What you need to do: Every line of the material must be copied exactly.

Exercise material:
//! `LoadBlockDataTask` (spec.md §4.5.a).

use std::sync::Arc;

use crate::data::block::DataBlock;
use crate::dependency::StreamingDependency;
use crate::interfaces::{BlockQuery, StreamError};
use crate::math::ChunkPos;
use crate::output::{BlockDataOutput, BlockDataType};
use crate::priority::{band2_class, TaskPriority};
use crate::volume_shared::VolumeShared;

use super::generate_task::GenerateBlockTask;
use super::task_trait::{Lane, RunOutcome, Task, DEAD_DEPENDENCY_MEANS_CANCELLED};

enum LoadOutcome {
    Loaded(crate::voxel::VoxelBuffer),
    DelegatedToGenerate,
    EmptyMarker,
}

pub struct LoadBlockDataTask {
    volume: Arc<VolumeShared>,
    position: ChunkPos,
    lod: u8,
    world_position: glam::Vec3,
    generate_cache: bool,
    stream_dep: Arc<StreamingDependency>,
    outcome: Option<LoadOutcome>,
}

impl LoadBlockDataTask {
    pub fn new(
        volume: Arc<VolumeShared>,
        position: ChunkPos,
        lod: u8,
        world_position: glam::Vec3,
        generate_cache: bool,
        stream_dep: Arc<StreamingDependency>,
    ) -> Self {
        Self {
            volume,
            position,
            lod,
            world_position,
            generate_cache,
            stream_dep,
            outcome: None,
        }
    }
}

impl Task for LoadBlockDataTask {
    fn run(&mut self) -> RunOutcome {
        let query = BlockQuery {
            position: self.position,
            lod: self.lod,
            block_size: self.volume.config.chunk_size,
        };
        let outcome = match &self.stream_dep.stream {
            None => LoadOutcome::EmptyMarker,
            Some(stream) => match stream.load_voxel_block(&query) {
                Ok(buffer) => LoadOutcome::Loaded(buffer),
                Err(StreamError::NotFound) => {
                    if self.stream_dep.generator.is_some() && self.generate_cache {
                        let task = GenerateBlockTask::new(
                            self.volume.clone(),
                            self.position,
                            self.lod,
                            self.world_position,
                            None,
                            self.stream_dep.clone(),
                            true,
                        );
                        self.volume.pool.submit(Box::new(task));
                        LoadOutcome::DelegatedToGenerate
                    } else {
                        LoadOutcome::EmptyMarker
                    }
                }
                Err(StreamError::Backend(e)) => {
                    log::error!("load failed for {:?} lod {}: {e}", self.position, self.lod);
                    LoadOutcome::EmptyMarker
                }
            },
        };
        self.outcome = Some(outcome);
        RunOutcome::Finished
    }

    fn priority(&self) -> TaskPriority {
        let viewers = self.volume.current_viewers();
        let (priority, _) = crate::priority::evaluate(
            &viewers,
            self.world_position,
            self.lod,
            band2_class::GENERATE,
            self.volume.max_lod(),
        );
        priority
    }

    fn is_cancelled(&self) -> bool {
        DEAD_DEPENDENCY_MEANS_CANCELLED && !self.stream_dep.is_valid()
    }

    fn apply_result(self: Box<Self>, dropped: bool) {
        let was_tracked = self.volume.loading_blocks(self.lod).finish(self.position);
        if dropped || !was_tracked {
            self.volume.callbacks.on_data_output(BlockDataOutput {
                kind: BlockDataType::Loaded,
                position: self.position,
                lod: self.lod,
                voxels: None,
                dropped: true,
                max_lod_hint: None,
                initial_load: true,
                had_voxels: false,
                had_instances: false,
            });
            return;
        }
        match self.outcome {
            Some(LoadOutcome::Loaded(buffer)) => {
                let block = DataBlock::with_buffer(buffer, self.lod);
                let voxels = block.voxels.clone();
                self.volume.data.lod(self.lod).expect("valid lod").insert(self.position, block);
                self.volume.callbacks.on_data_output(BlockDataOutput {
                    kind: BlockDataType::Loaded,
                    position: self.position,
                    lod: self.lod,
                    voxels,
                    dropped: false,
                    max_lod_hint: None,
                    initial_load: true,
                    had_voxels: true,
                    had_instances: false,
                });
            }
            Some(LoadOutcome::DelegatedToGenerate) => {
                // The follow-up GenerateBlockTask posts the final GENERATED
                // result when it completes; nothing to report yet.
            }
            Some(LoadOutcome::EmptyMarker) | None => {
                let marker = DataBlock::empty_marker(self.lod);
                self.volume.data.lod(self.lod).expect("valid lod").insert(self.position, marker);
                self.volume.callbacks.on_data_output(BlockDataOutput {
                    kind: BlockDataType::Loaded,
                    position: self.position,
                    lod: self.lod,
                    voxels: None,
                    dropped: false,
                    max_lod_hint: None,
                    initial_load: true,
                    had_voxels: false,
                    had_instances: false,
                });
            }
        }
    }

    fn lane(&self) -> Lane {
        Lane::Io
    }
}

Solved exercise:
//! `LoadBlockDataTask` (spec.md §4.5.a).

use std::sync::Arc;

use crate::data::block::DataBlock;
use crate::dependency::StreamingDependency;
use crate::interfaces::{BlockQuery, StreamError};
use crate::math::ChunkPos;
use crate::output::{BlockDataOutput, BlockDataType};
use crate::priority::{band2_class, TaskPriority};
use crate::volume_shared::VolumeShared;

use super::generate_task::GenerateBlockTask;
use super::task_trait::{Lane, RunOutcome, Task, DEAD_DEPENDENCY_MEANS_CANCELLED};

enum LoadOutcome {
    Loaded(crate::voxel::VoxelBuffer),
    DelegatedToGenerate,
    EmptyMarker,
}

pub struct LoadBlockDataTask {
    volume: Arc<VolumeShared>,
    position: ChunkPos,
    lod: u8,
    world_position: glam::Vec3,
    generate_cache: bool,
    stream_dep: Arc<StreamingDependency>,
    outcome: Option<LoadOutcome>,
}

impl LoadBlockDataTask {
    pub fn new(
        volume: Arc<VolumeShared>,
        position: ChunkPos,
        lod: u8,
        world_position: glam::Vec3,
        generate_cache: bool,
        stream_dep: Arc<StreamingDependency>,
    ) -> Self {
        Self {
            volume,
            position,
            lod,
            world_position,
            generate_cache,
            stream_dep,
            outcome: None,
        }
    }
}

impl Task for LoadBlockDataTask {
    fn run(&mut self) -> RunOutcome {
        let query = BlockQuery {
            position: self.position,
            lod: self.lod,
            block_size: self.volume.config.chunk_size,
        };
        let outcome = match &self.stream_dep.stream {
            None => LoadOutcome::EmptyMarker,
            Some(stream) => match stream.load_voxel_block(&query) {
                Ok(buffer) => LoadOutcome::Loaded(buffer),
                Err(StreamError::NotFound) => {
                    if self.stream_dep.generator.is_some() && self.generate_cache {
                        let task = GenerateBlockTask::new(
                            self.volume.clone(),
                            self.position,
                            self.lod,
                            self.world_position,
                            None,
                            self.stream_dep.clone(),
                            true,
                        );
                        self.volume.pool.submit(Box::new(task));
                        LoadOutcome::DelegatedToGenerate
                    } else {
                        LoadOutcome::EmptyMarker
                    }
                }
                Err(StreamError::Backend(e)) => {
                    log::error!("load failed for {:?} lod {}: {e}", self.position, self.lod);
                    LoadOutcome::EmptyMarker
                }
            },
        };
        self.outcome = Some(outcome);
        RunOutcome::Finished
    }

    fn priority(&self) -> TaskPriority {
        let viewers = self.volume.current_viewers();
        let (priority, _) = crate::priority::evaluate(
            &viewers,
            self.world_position,
            self.lod,
            band2_class::GENERATE,
            self.volume.max_lod(),
        );
        priority
    }

    fn is_cancelled(&self) -> bool {
        DEAD_DEPENDENCY_MEANS_CANCELLED && !self.stream_dep.is_valid()
    }

    fn apply_result(self: Box<Self>, dropped: bool) {
        let was_tracked = self.volume.loading_blocks(self.lod).finish(self.position);
        if dropped || !was_tracked {
            self.volume.callbacks.on_data_output(BlockDataOutput {
                kind: BlockDataType::Loaded,
                position: self.position,
                lod: self.lod,
                voxels: None,
                dropped: true,
                max_lod_hint: None,
                initial_load: true,
                had_voxels: false,
                had_instances: false,
            });
            return;
        }
        match self.outcome {
            Some(LoadOutcome::Loaded(buffer)) => {
                let block = DataBlock::with_buffer(buffer, self.lod);
                let voxels = block.voxels.clone();
                self.volume.data.lod(self.lod).expect("valid lod").insert(self.position, block);
                self.volume.callbacks.on_data_output(BlockDataOutput {
                    kind: BlockDataType::Loaded,
                    position: self.position,
                    lod: self.lod,
                    voxels,
                    dropped: false,
                    max_lod_hint: None,
                    initial_load: true,
                    had_voxels: true,
                    had_instances: false,
                });
            }
            Some(LoadOutcome::DelegatedToGenerate) => {
                // The follow-up GenerateBlockTask posts the final GENERATED
                // result when it completes; nothing to report yet.
            }
            Some(LoadOutcome::EmptyMarker) | None => {
                let marker = DataBlock::empty_marker(self.lod);
                self.volume.data.lod(self.lod).expect("valid lod").insert(self.position, marker);
                self.volume.callbacks.on_data_output(BlockDataOutput {
                    kind: BlockDataType::Loaded,
                    position: self.position,
                    lod: self.lod,
                    voxels: None,
                    dropped: false,
                    max_lod_hint: None,
                    initial_load: true,
                    had_voxels: false,
                    had_instances: false,
                });
            }
        }
    }

    fn lane(&self) -> Lane {
        Lane::Io
    }
}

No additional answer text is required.